No entanto, no presente, merece a ressalva e análise do impacto do novo corona vírus no core das fusões e aquisições, seja no seu impacto na realização de due diligence, seja através da gestão de expectativas e incerteza futura. No universo das diligências prévias, será necessário um ajustamento do risco com uma estratégia considerativa dos efeitos da pandemia, incluindo o risco de futuras infeções ou em casos mais extremos de colapso de setores. Também, será necessário estar ao corrente dos apoios estatais pois estes podem mitigar o efeito da pandemia na saúde das empresas e setores.
Relativamente, à gestão das expectativas e incertezas é tudo muito mais subjetivo e difícil de mensurar, pois depende muito do otimismo dos investidores e governos, mas a tendência genérica de evitar arriscar grandes operações devido à incerteza futura é a que mais impera.
Além desta análise, parece-nos ser premente uma abordagem global ao impacto da Covid-19 nas fusões e aquisições em sectores chave da economia.
Começando pelo sector das energias renováveis (renewables sector) que historicamente é considerado um sector dinâmico e focado no futuro, o impacto da Covid-19, na perspetiva das fusões e aquisições será diminuto quando comparado com o sector tradicional da eletricidade (power market). Muito devido ao facto do sector das renováveis, independentemente das crises, ser um sector resiliente e ter um perfil de investimento de baixo risco, isto torna-o bastante atrativo nesta época de incertezas e, portanto, é esperado que mantenha o seu dinamismo negocial neste período.

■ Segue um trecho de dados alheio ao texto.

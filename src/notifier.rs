use chrono::NaiveDate;
use lettre::message::{header, MultiPart, SinglePart};
use lettre::transport::smtp::authentication::Credentials;
use lettre::{Message, SmtpTransport, Transport};
use rust_decimal::Decimal;
use tracing::{debug, info};

use crate::config::{RecipientConfig, SenderConfig};
use crate::store::PriceRecord;
use crate::utils::error::Result;

#[derive(Debug, Clone, Copy, PartialEq, Eq)]
pub enum Trend {
    Decreased,
    Increased,
    Unchanged,
}

/// Everything the summary needs for one successfully priced item: its
/// display name, the price observed this run, the compare-at price and
/// product image when the page exposed them, and the full stored history
/// (which already includes today's record).
#[derive(Debug, Clone)]
pub struct ItemReport {
    pub name: String,
    pub url: String,
    pub price: Decimal,
    pub compare_price: Option<Decimal>,
    pub image_url: Option<String>,
    pub history: Vec<PriceRecord>,
}

impl ItemReport {
    /// A compare-at price on the page means the shop is discounting.
    pub fn on_sale(&self) -> bool {
        self.compare_price.is_some()
    }

    /// The most recent record before today's, if any.
    pub fn previous(&self) -> Option<&PriceRecord> {
        if self.history.len() >= 2 {
            self.history.get(self.history.len() - 2)
        } else {
            None
        }
    }

    /// Signed change against the previous record: negative means cheaper.
    pub fn delta(&self) -> Option<Decimal> {
        self.previous().map(|prev| self.price - prev.price)
    }

    pub fn trend(&self) -> Option<Trend> {
        self.delta().map(|delta| {
            if delta < Decimal::ZERO {
                Trend::Decreased
            } else if delta > Decimal::ZERO {
                Trend::Increased
            } else {
                Trend::Unchanged
            }
        })
    }

    pub fn mean_price(&self) -> Option<Decimal> {
        if self.history.is_empty() {
            return None;
        }
        let total: Decimal = self.history.iter().map(|r| r.price).sum();
        Some(total / Decimal::from(self.history.len() as u64))
    }

    pub fn lowest_price(&self) -> Option<Decimal> {
        self.history.iter().map(|r| r.price).min()
    }

    /// Observations that carried a compare-at price.
    pub fn on_sale_count(&self) -> usize {
        self.history
            .iter()
            .filter(|r| r.compare_price.is_some())
            .count()
    }

    pub fn last_sale(&self) -> Option<NaiveDate> {
        self.history
            .iter()
            .filter(|r| r.compare_price.is_some())
            .map(|r| r.date)
            .max()
    }
}

pub fn format_subject(date: NaiveDate) -> String {
    format!("Your Daily Price Update - {}", date.format("%Y-%m-%d"))
}

fn format_change_line(report: &ItemReport) -> String {
    match (report.trend(), report.delta(), report.previous()) {
        (Some(Trend::Decreased), Some(delta), Some(prev)) => format!(
            "down ${:.2} from ${:.2} (recorded {})",
            -delta,
            prev.price,
            prev.date.format("%Y-%m-%d")
        ),
        (Some(Trend::Increased), Some(delta), Some(prev)) => format!(
            "up ${:.2} from ${:.2} (recorded {})",
            delta,
            prev.price,
            prev.date.format("%Y-%m-%d")
        ),
        (Some(Trend::Unchanged), _, Some(prev)) => format!(
            "unchanged since {}",
            prev.date.format("%Y-%m-%d")
        ),
        _ => "no prior price (new item to tracker)".to_string(),
    }
}

fn format_history_lines(report: &ItemReport) -> String {
    match (report.mean_price(), report.lowest_price()) {
        (Some(mean), Some(lowest)) => {
            let mut line = format!(
                "Mean price: ${:.2} | Lowest seen: ${:.2} | Observations: {}",
                mean,
                lowest,
                report.history.len()
            );
            if let Some(last_sale) = report.last_sale() {
                line.push_str(&format!(
                    " | On sale {}/{} times, last on sale {}",
                    report.on_sale_count(),
                    report.history.len(),
                    last_sale.format("%Y-%m-%d")
                ));
            }
            line
        }
        _ => "No history available.".to_string(),
    }
}

pub fn format_text_body(person: &str, reports: &[ItemReport]) -> String {
    let mut text = String::new();

    text.push_str(&format!("Hello {},\n\n", person));
    text.push_str("Here are the price updates for the items being tracked:\n\n");

    for report in reports {
        text.push_str(&format!("{}\n", report.name));
        text.push_str(&format!("  {}\n", report.url));
        text.push_str(&format!("  Current price: ${:.2}\n", report.price));
        if let Some(compare) = report.compare_price {
            text.push_str(&format!("  On sale! Discounted from: ${:.2}\n", compare));
        }
        text.push_str(&format!("  Change: {}\n", format_change_line(report)));
        text.push_str(&format!("  {}\n\n", format_history_lines(report)));
    }

    text.push_str("Best,\nYour Price Tracker\n");
    text
}

pub fn format_html_body(person: &str, reports: &[ItemReport]) -> String {
    let mut html = String::new();

    html.push_str(&format!(
        r#"<html>
  <body style="font-family: Arial, sans-serif; font-size: 16px; color: #333; line-height: 1.6;">
    <div style="max-width: 600px; margin: auto; border: 1px solid #ddd; padding: 20px; border-radius: 8px;">
      <p>Hello <strong>{}</strong>,</p>
      <p>Here are the price updates for the items being tracked:</p>
"#,
        person
    ));

    for report in reports {
        // Sale items get the highlighted box and the red badge.
        let box_style = if report.on_sale() {
            "background-color: #e6ffe6;"
        } else {
            ""
        };
        let sale_badge = if report.on_sale() {
            r#"<span style="background-color: #d32f2f; color: #fff; padding: 2px 6px; border-radius: 4px; font-size: 12px;">On Sale!</span> "#
        } else {
            ""
        };
        let discount_line = match report.compare_price {
            Some(compare) => format!(
                "<br>\n           <strong>Discounted from:</strong> <s>${:.2}</s>",
                compare
            ),
            None => String::new(),
        };
        let image_block = match &report.image_url {
            Some(image) => format!(
                r#"<img src="{}" alt="{}" style="max-width: 200px; border-radius: 4px; margin-top: 8px;"><br>
        "#,
                image, report.name
            ),
            None => String::new(),
        };
        html.push_str(&format!(
            r#"      <div style="margin-bottom: 20px; padding: 10px; border: 1px solid #eee; border-radius: 6px; {}">
        {}<strong>{}</strong><br>
        <a href="{}" style="color: #1a0dab; text-decoration: none;">{}</a><br>
        {}<p><strong>Current price:</strong> ${:.2}{}<br>
           <strong>Change:</strong> {}</p>
        <p style="font-size: 13px; color: #666;">{}</p>
      </div>
"#,
            box_style,
            sale_badge,
            report.name,
            report.url,
            report.url,
            image_block,
            report.price,
            discount_line,
            format_change_line(report),
            format_history_lines(report),
        ));
    }

    html.push_str(
        r#"      <p>Best,<br>Your Price Tracker</p>
      <hr style="margin-top: 30px; border: none; border-top: 1px solid #ccc;">
      <p style="font-size: 13px; color: #888;">Reply to this email with feedback or questions.</p>
    </div>
  </body>
</html>
"#,
    );

    html
}

/// Delivers the consolidated summary over authenticated SMTP-over-TLS.
/// Delivery failures never touch the history store; recording and
/// notification are independent steps.
pub struct EmailNotifier {
    smtp_host: String,
    smtp_port: u16,
    from_address: String,
    credentials: Credentials,
}

impl EmailNotifier {
    pub fn new(sender: &SenderConfig, password: String) -> Self {
        EmailNotifier {
            smtp_host: sender.smtp_host.clone(),
            smtp_port: sender.smtp_port,
            from_address: sender.address.clone(),
            credentials: Credentials::new(sender.address.clone(), password),
        }
    }

    pub fn send(
        &self,
        recipient: &RecipientConfig,
        reports: &[ItemReport],
        date: NaiveDate,
    ) -> Result<()> {
        let subject = format_subject(date);
        let text_body = format_text_body(&recipient.person, reports);
        let html_body = format_html_body(&recipient.person, reports);
        debug!(to = %recipient.email, %subject, "composing summary email");

        let email = Message::builder()
            .from(format!("Price Tracker <{}>", self.from_address).parse()?)
            .to(recipient.email.parse()?)
            .subject(subject)
            .multipart(
                MultiPart::alternative()
                    .singlepart(
                        SinglePart::builder()
                            .header(header::ContentType::TEXT_PLAIN)
                            .body(text_body),
                    )
                    .singlepart(
                        SinglePart::builder()
                            .header(header::ContentType::TEXT_HTML)
                            .body(html_body),
                    ),
            )?;

        let mailer = SmtpTransport::relay(&self.smtp_host)?
            .port(self.smtp_port)
            .credentials(self.credentials.clone())
            .build();

        mailer.send(&email)?;
        info!(to = %recipient.email, items = reports.len(), "summary sent");
        Ok(())
    }
}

Realidade completamente diferente é o sector da aviação, que foi dos mais afetados nesta pandemia. Estima-se que entre o último trimestre de 2019 e o primeiro de 2020 o global deal value no sector da aviação tenha sido 66% menor. Com as fusões e aquisições no fundo da lista das prioridades das empresas de aviação no presente, é certo também, que será o M&A à semelhança do que aconteceu nas outras crises que afetaram a aviação, que irá protagonizar um papel relevante na restruturação do sector. Com a International Air Transport Association (IATA) a antever a necessidade de uma injeção de 200 biliões de dólares para salvar a indústria da aviação, e sabendo que tanto governos como os mercados já foram forçados a financiar muitas destas empresas em dificuldades, é óbvio que uma grande parte dessa quantia em falta terá de provir de equity funds e será nesse momento que o M&A entrará como uma parte relevante da solução para salvar este sector.
Também o turismo à semelhança do que aconteceu com a aviação, foi dos sectores mais afetados pela pandemia. No entanto, e como já pudemos perceber as fusões e aquisições prosperam em sectores atormentados. Assim, devido ao impacto brutal da pandemia na indústria hoteleira, muitas empresas hoteleiras serão impelidas a fundir-se e a vender a empresas maiores, rumando-se para uma consolidação do sector. Apesar de em fevereiro de 2020 para março do mesmo ano o número de M&A deals mundialmente ter diminuído de 2349 (representando 151.2 biliões de dólares) para 1984 (representando 129.9 biliões de dólares), é esperada uma agitação futura e um aumento de transações a curto-médio prazo devido às empresas em sérias dificuldades que serão obrigadas a vender ou restruturar.